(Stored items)
//! Conversation transcript types.
//!
//! A [`Transcript`] is the append-only message history of one conversation
//! session. Each [`ChatMessage`] carries a list of [`Part`]s: plain text, or
//! a tool invocation that starts `Partial` and transitions to `Result`
//! exactly once when dispatch completes. Results are additionally recorded
//! in a per-invocation map keyed by `(message_id, part_index)` so the
//! interpretation step can consume each one exactly once.
//!
//! Messages are never removed except by [`Transcript::clear`], and a
//! resolved invocation's result is immutable: attempting to resolve the
//! same invocation twice is an error.
//!
//! # Example
//!
//! ```rust
//! use actionflow_conversation::{ChatMessage, Transcript};
//!
//! let mut transcript = Transcript::new();
//! transcript.push(ChatMessage::user("What's the weather in Oslo?"));
//! transcript.push(ChatMessage::assistant("Let me check."));
//!
//! assert_eq!(transcript.len(), 2);
//! assert!(transcript.visible_text().contains("Oslo"));
//! ```

use chrono::{DateTime, Utc};
use serde::{Deserialize, Serialize};
use serde_json::Value;
use std::collections::HashMap;
use uuid::Uuid;

use crate::error::{ConversationError, Result};

/// Who authored a message.
#[derive(Debug, Clone, Copy, PartialEq, Eq, Serialize, Deserialize)]
#[serde(rename_all = "lowercase")]
pub enum Role {
    /// The end user.
    User,
    /// The model.
    Assistant,
}

/// Lifecycle state of a tool invocation part.
#[derive(Debug, Clone, Copy, PartialEq, Eq, Serialize, Deserialize)]
#[serde(rename_all = "lowercase")]
pub enum InvocationState {
    /// Dispatched but not yet resolved.
    Partial,
    /// Resolved; `result` is attached and immutable.
    Result,
}

/// One piece of a message.
#[derive(Debug, Clone, PartialEq, Serialize, Deserialize)]
#[serde(tag = "type", rename_all = "camelCase")]
pub enum Part {
    /// Plain text content.
    Text { text: String },
    /// A model-requested tool invocation.
    #[serde(rename_all = "camelCase")]
    ToolInvocation {
        tool_call_id: String,
        tool_name: String,
        args: Value,
        state: InvocationState,
        #[serde(skip_serializing_if = "Option::is_none")]
        result: Option<Value>,
    },
}

impl Part {
    /// Create a text part.
    pub fn text(text: impl Into<String>) -> Self {
        Part::Text { text: text.into() }
    }

    /// Create a pending tool invocation part.
    pub fn invocation(
        tool_call_id: impl Into<String>,
        tool_name: impl Into<String>,
        args: Value,
    ) -> Self {
        Part::ToolInvocation {
            tool_call_id: tool_call_id.into(),
            tool_name: tool_name.into(),
            args,
            state: InvocationState::Partial,
            result: None,
        }
    }

    /// Whether this part is a still-pending invocation.
    pub fn is_pending_invocation(&self) -> bool {
        matches!(
            self,
            Part::ToolInvocation {
                state: InvocationState::Partial,
                ..
            }
        )
    }
}

/// One message in the transcript.
#[derive(Debug, Clone, Serialize, Deserialize)]
pub struct ChatMessage {
    /// Unique message id.
    pub id: String,

    /// Who authored the message.
    pub role: Role,

    /// Ordered message parts.
    pub parts: Vec<Part>,

    /// When the message entered the transcript.
    pub created_at: DateTime<Utc>,
}

impl ChatMessage {
    /// Create a message with explicit parts.
    pub fn new(role: Role, parts: Vec<Part>) -> Self {
        Self {
            id: Uuid::new_v4().to_string(),
            role,
            parts,
            created_at: Utc::now(),
        }
    }

    /// Create a user text message.
    pub fn user(text: impl Into<String>) -> Self {
        Self::new(Role::User, vec![Part::text(text)])
    }

    /// Create an assistant text message.
    pub fn assistant(text: impl Into<String>) -> Self {
        Self::new(Role::Assistant, vec![Part::text(text)])
    }

    /// Check if this is a user message.
    pub fn is_user(&self) -> bool {
        self.role == Role::User
    }

    /// Check if this is an assistant message.
    pub fn is_assistant(&self) -> bool {
        self.role == Role::Assistant
    }

    /// Concatenated text content of this message.
    pub fn text(&self) -> String {
        let mut out = String::new();
        for part in &self.parts {
            if let Part::Text { text } = part {
                if !out.is_empty() {
                    out.push('\n');
                }
                out.push_str(text);
            }
        }
        out
    }

    /// Whether any invocation part is still pending.
    pub fn has_pending_invocations(&self) -> bool {
        self.parts.iter().any(Part::is_pending_invocation)
    }
}

/// The raw value an invocation resolved to, kept until the interpretation
/// step consumes it.
#[derive(Debug, Clone, PartialEq)]
pub struct ActionResult {
    /// The value returned by dispatch, or an `{error, details}` object.
    pub value: Value,
}

impl ActionResult {
    /// Whether the value carries a dispatch failure.
    pub fn is_error(&self) -> bool {
        self.value.get("error").is_some()
    }
}

/// Append-only message history for one conversation session.
#[derive(Debug, Clone, Default)]
pub struct Transcript {
    messages: Vec<ChatMessage>,
    results: HashMap<(String, usize), ActionResult>,
}

impl Transcript {
    /// Create an empty transcript.
    pub fn new() -> Self {
        Self::default()
    }

    /// Append a message, returning its id.
    pub fn push(&mut self, message: ChatMessage) -> String {
        let id = message.id.clone();
        self.messages.push(message);
        id
    }

    /// All messages in append order.
    pub fn messages(&self) -> &[ChatMessage] {
        &self.messages
    }

    /// The most recent message.
    pub fn last(&self) -> Option<&ChatMessage> {
        self.messages.last()
    }

    /// Number of messages.
    pub fn len(&self) -> usize {
        self.messages.len()
    }

    /// Check if empty.
    pub fn is_empty(&self) -> bool {
        self.messages.is_empty()
    }

    /// Drop all messages and recorded results.
    pub fn clear(&mut self) {
        self.messages.clear();
        self.results.clear();
    }

    /// Attach a result to the pending invocation with the given tool call
    /// id.
    ///
    /// The part transitions `Partial → Result` exactly once; a second
    /// resolution for the same invocation fails with
    /// [`ConversationError::ResultAlreadyAttached`]. The value is also
    /// recorded in the result map under `(message_id, part_index)` for the
    /// interpretation step.
    pub fn resolve_invocation(&mut self, tool_call_id: &str, value: Value) -> Result<()> {
        for message in self.messages.iter_mut().rev() {
            let message_id = message.id.clone();
            for (index, part) in message.parts.iter_mut().enumerate() {
                if let Part::ToolInvocation {
                    tool_call_id: id,
                    state,
                    result,
                    ..
                } = part
                {
                    if id != tool_call_id {
                        continue;
                    }
                    if *state == InvocationState::Result {
                        return Err(ConversationError::ResultAlreadyAttached(
                            tool_call_id.to_string(),
                        ));
                    }
                    *state = InvocationState::Result;
                    *result = Some(value.clone());
                    self.results
                        .insert((message_id, index), ActionResult { value });
                    return Ok(());
                }
            }
        }
        Err(ConversationError::UnknownInvocation(tool_call_id.to_string()))
    }

    /// Consume the recorded result for one invocation. Each result can be
    /// taken once.
    pub fn take_result(&mut self, message_id: &str, part_index: usize) -> Option<ActionResult> {
        self.results
            .remove(&(message_id.to_string(), part_index))
    }

    /// The user-visible text of the conversation, one line per text part.
    pub fn visible_text(&self) -> String {
        let mut out = String::new();
        for message in &self.messages {
            let text = message.text();
            if text.is_empty() {
                continue;
            }
            if !out.is_empty() {
                out.push('\n');
            }
            out.push_str(&text);
        }
        out
    }
}

#[cfg(test)]
mod tests {
    use super::*;
    use serde_json::json;

    #[test]
    fn message_roles_and_text() {
        let user = ChatMessage::user("hello");
        let assistant = ChatMessage::assistant("hi there");

        assert!(user.is_user());
        assert!(assistant.is_assistant());
        assert_eq!(user.text(), "hello");
        assert_ne!(user.id, assistant.id);
    }

    #[test]
    fn invocation_part_starts_partial() {
        let part = Part::invocation("call_1", "ACTION_SERVER_GetWeather", json!({"city": "Oslo"}));
        assert!(part.is_pending_invocation());
    }

    #[test]
    fn resolve_invocation_transitions_exactly_once() {
        let mut transcript = Transcript::new();
        let message = ChatMessage::new(
            Role::Assistant,
            vec![Part::invocation("call_1", "ACTION_SERVER_GetWeather", json!({}))],
        );
        let message_id = transcript.push(message);

        transcript
            .resolve_invocation("call_1", json!({"temp": 18}))
            .unwrap();

        let error = transcript
            .resolve_invocation("call_1", json!({"temp": 21}))
            .unwrap_err();
        assert!(matches!(error, ConversationError::ResultAlreadyAttached(_)));

        // First resolution stands.
        let result = transcript.take_result(&message_id, 0).unwrap();
        assert_eq!(result.value, json!({"temp": 18}));
        assert!(!result.is_error());
    }

    #[test]
    fn resolving_unknown_invocation_fails() {
        let mut transcript = Transcript::new();
        transcript.push(ChatMessage::user("hello"));

        let error = transcript
            .resolve_invocation("call_missing", json!(null))
            .unwrap_err();
        assert!(matches!(error, ConversationError::UnknownInvocation(_)));
    }

    #[test]
    fn results_are_taken_once() {
        let mut transcript = Transcript::new();
        let message_id = transcript.push(ChatMessage::new(
            Role::Assistant,
            vec![Part::invocation("call_1", "ACTION_CLIENT_refreshPage", json!({}))],
        ));
        transcript.resolve_invocation("call_1", json!("ok")).unwrap();

        assert!(transcript.take_result(&message_id, 0).is_some());
        assert!(transcript.take_result(&message_id, 0).is_none());
    }

    #[test]
    fn visible_text_skips_invocation_parts() {
        let mut transcript = Transcript::new();
        transcript.push(ChatMessage::user("What's the weather?"));
        transcript.push(ChatMessage::new(
            Role::Assistant,
            vec![
                Part::text("Checking now."),
                Part::invocation("call_1", "ACTION_SERVER_GetWeather", json!({})),
            ],
        ));

        assert_eq!(transcript.visible_text(), "What's the weather?\nChecking now.");
    }

    #[test]
    fn error_results_are_detected() {
        let result = ActionResult {
            value: json!({"error": "upstream_status", "details": "503"}),
        };
        assert!(result.is_error());
    }

    #[test]
    fn parts_serialize_with_camel_case_tags() {
        let part = Part::invocation("call_1", "ACTION_SERVER_GetWeather", json!({"city": "Oslo"}));
        let value = serde_json::to_value(&part).unwrap();
        assert_eq!(value["type"], "toolInvocation");
        assert_eq!(value["toolCallId"], "call_1");
        assert_eq!(value["state"], "partial");
        assert!(value.get("result").is_none());
    }
}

What is needed: What is needed is an exact repetition of the lines from the first line of the records through the line containing "pub enum Role", both ends included, and nothing more.

Output below:
//! Conversation transcript types.
//!
//! A [`Transcript`] is the append-only message history of one conversation
//! session. Each [`ChatMessage`] carries a list of [`Part`]s: plain text, or
//! a tool invocation that starts `Partial` and transitions to `Result`
//! exactly once when dispatch completes. Results are additionally recorded
//! in a per-invocation map keyed by `(message_id, part_index)` so the
//! interpretation step can consume each one exactly once.
//!
//! Messages are never removed except by [`Transcript::clear`], and a
//! resolved invocation's result is immutable: attempting to resolve the
//! same invocation twice is an error.
//!
//! # Example
//!
//! ```rust
//! use actionflow_conversation::{ChatMessage, Transcript};
//!
//! let mut transcript = Transcript::new();
//! transcript.push(ChatMessage::user("What's the weather in Oslo?"));
//! transcript.push(ChatMessage::assistant("Let me check."));
//!
//! assert_eq!(transcript.len(), 2);
//! assert!(transcript.visible_text().contains("Oslo"));
//! ```

use chrono::{DateTime, Utc};
use serde::{Deserialize, Serialize};
use serde_json::Value;
use std::collections::HashMap;
use uuid::Uuid;

use crate::error::{ConversationError, Result};

/// Who authored a message.
#[derive(Debug, Clone, Copy, PartialEq, Eq, Serialize, Deserialize)]
#[serde(rename_all = "lowercase")]
pub enum Role {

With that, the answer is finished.